Clients often say their goal for therapy is to “feel better”. I want you to not only feel more at ease as a result of therapy, but also to improve your capacity to feel your feelings better, too. Through the therapy process, painful feelings and traumatic experiences can shift in ways that are easier to us feel…less sharp, less overwhelming, less blindsiding, and more integrated into the way we think about and see ourselves.
Over time, many couples find challenges emerge such as repetitive disagreements, disappointments, difficulty in communication, attempts to “change” each other, emotional and physical disconnection, and feeling not understood by a partner. Most couples experience conflict, but how we deal with conflict is what really matters. Staying emotionally attuned, even when stressed, sad or angry, is how we maintain and repair the relationship. Couples counseling can be particularly useful when a couple feels they keep painfully “going around in circles” when it comes to solving their problems on their own, an ongoing cycle of disrepair.
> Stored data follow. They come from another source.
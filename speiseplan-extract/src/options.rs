use std::str::FromStr;

use crate::normalize::BOILERPLATE_PHRASE;
use crate::table_parse::DEFAULT_COLUMN_TOLERANCE;

/// What to do with day rows found after Friday.
#[derive(Debug, Clone, Copy, PartialEq, Eq)]
pub enum OverflowPolicy {
    Truncate,
    Strict,
}

#[derive(Debug, Clone, Copy, PartialEq, Eq)]
pub enum StrategyKind {
    Ruled,
    Positional,
}

impl StrategyKind {
    #[must_use]
    pub const fn name(self) -> &'static str {
        match self {
            Self::Ruled => "ruled",
            Self::Positional => "positional",
        }
    }

    /// Parses a comma separated, ordered strategy list such as `ruled,positional`.
    pub fn parse_list(list: &str) -> Result<Vec<Self>, String> {
        let kinds = list
            .split(',')
            .map(str::trim)
            .filter(|token| !token.is_empty())
            .map(Self::from_str)
            .collect::<Result<Vec<_>, _>>()?;
        if kinds.is_empty() {
            return Err("strategy list cannot be empty".to_string());
        }
        Ok(kinds)
    }
}

impl FromStr for StrategyKind {
    type Err = String;

    fn from_str(value: &str) -> Result<Self, Self::Err> {
        match value.trim().to_ascii_lowercase().as_str() {
            "ruled" | "layout" | "lattice" => Ok(Self::Ruled),
            "positional" | "text" | "stream" => Ok(Self::Positional),
            other => Err(format!(
                "unknown strategy '{other}', expected ruled or positional"
            )),
        }
    }
}

/// Pixel geometry of the five-row weekly menu image.
#[derive(Debug, Clone, Copy, PartialEq, Eq)]
pub struct CropLayout {
    pub padding_top: u32,
    pub padding_left: u32,
    pub padding: u32,
    pub box_height: u32,
    pub box_width: u32,
}

impl Default for CropLayout {
    fn default() -> Self {
        Self {
            padding_top: 265,
            padding_left: 118,
            padding: 9,
            box_height: 90,
            box_width: 210,
        }
    }
}

impl FromStr for CropLayout {
    type Err = String;

    fn from_str(raw: &str) -> Result<Self, Self::Err> {
        let parts = raw.split(',').map(str::trim).collect::<Vec<_>>();
        if parts.len() != 5 {
            return Err(format!(
                "invalid crop layout '{raw}', expected top,left,padding,height,width"
            ));
        }

        let mut values = [0_u32; 5];
        for (slot, part) in values.iter_mut().zip(&parts) {
            *slot = part
                .parse()
                .map_err(|_| format!("invalid crop layout value: '{part}'"))?;
        }
        let [padding_top, padding_left, padding, box_height, box_width] = values;

        if box_height == 0 || box_width == 0 {
            return Err("crop boxes need a non-zero height and width".to_string());
        }

        Ok(Self {
            padding_top,
            padding_left,
            padding,
            box_height,
            box_width,
        })
    }
}

#[derive(Debug, Clone, PartialEq)]
pub struct ExtractOptions {
    pub strategies: Vec<StrategyKind>,
    pub overflow: OverflowPolicy,
    pub column_tolerance: f64,
    pub boilerplate: String,
}

impl Default for ExtractOptions {
    fn default() -> Self {
        Self {
            strategies: vec![StrategyKind::Ruled, StrategyKind::Positional],
            overflow: OverflowPolicy::Truncate,
            column_tolerance: DEFAULT_COLUMN_TOLERANCE,
            boilerplate: BOILERPLATE_PHRASE.to_string(),
        }
    }
}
Each partner’s own unique psychological makeup, temperament, personal history, and family background are most assuredly present in sessions. Issues arising in a current relationship often reflect individual experiences and emotions that predate that relationship. In therapy, we work on communicating and understanding each partner’s perception of specific issues while also developing insight and sensitivity around each partner’s unique history of relationships, family issues, vulnerabilities and strengths.
Adult Family Therapy
Sometimes, people need assistance to work through difficult issues in a family context. Family therapy can be tremendously helpful for challenges that exist between adult family members, such as the impact of a mental or medical illness on the family, life transitions, communication problems, “Failure-to-launch” issues, or working through past issues in the family. Even if someone is in individual therapy, adjunctive family therapy with the same or a different practitioner can help with symptoms, communication, and support.
Co-worker or “Band” Therapy
Much like couples and families, those related by efforts, not by blood, occasionally find they have interpersonal conflicts that are difficult to overcome and impact the work they do together. Meeting in a safe, nonjudgmental, therapeutic setting to discuss issues around communication, trust, and personal experience can be valuable “outside-of-the-box” way to for business or creative partners to approach these challenges.
I particularly enjoy working with artists, musicians, writers, and other creative individuals. Participating as a SIMS Foundation provider for many years, I’ve had the opportunity to work with Austin musicians facing wide ranging issues. There are often specific challenges related to the artistic process and a “creative lifestyle” that are well suited to the growth and discovery found through psychotherapy. Issues such as confronting procrastination and creative blocks, working through feelings around criticism, self-esteem and success, and managing unique relationship challenges related to time or art-making are not uncommon.
Supervision and Consultation
Assisting emerging and established professionals sharpen their clinical skills is something I love to do. The exercise of discussing cases, digging into theory and practice, and playing with relevant readings is enriches the new professional and energizes the seasoned therapist. Effective supervision and consultation can enhance your ability to conduct accurate clinical assessment, clearly conceptualize cases, and provide top-notch psychotherapy. It can also promote deeper insight into your own clinical practice and theoretical approach.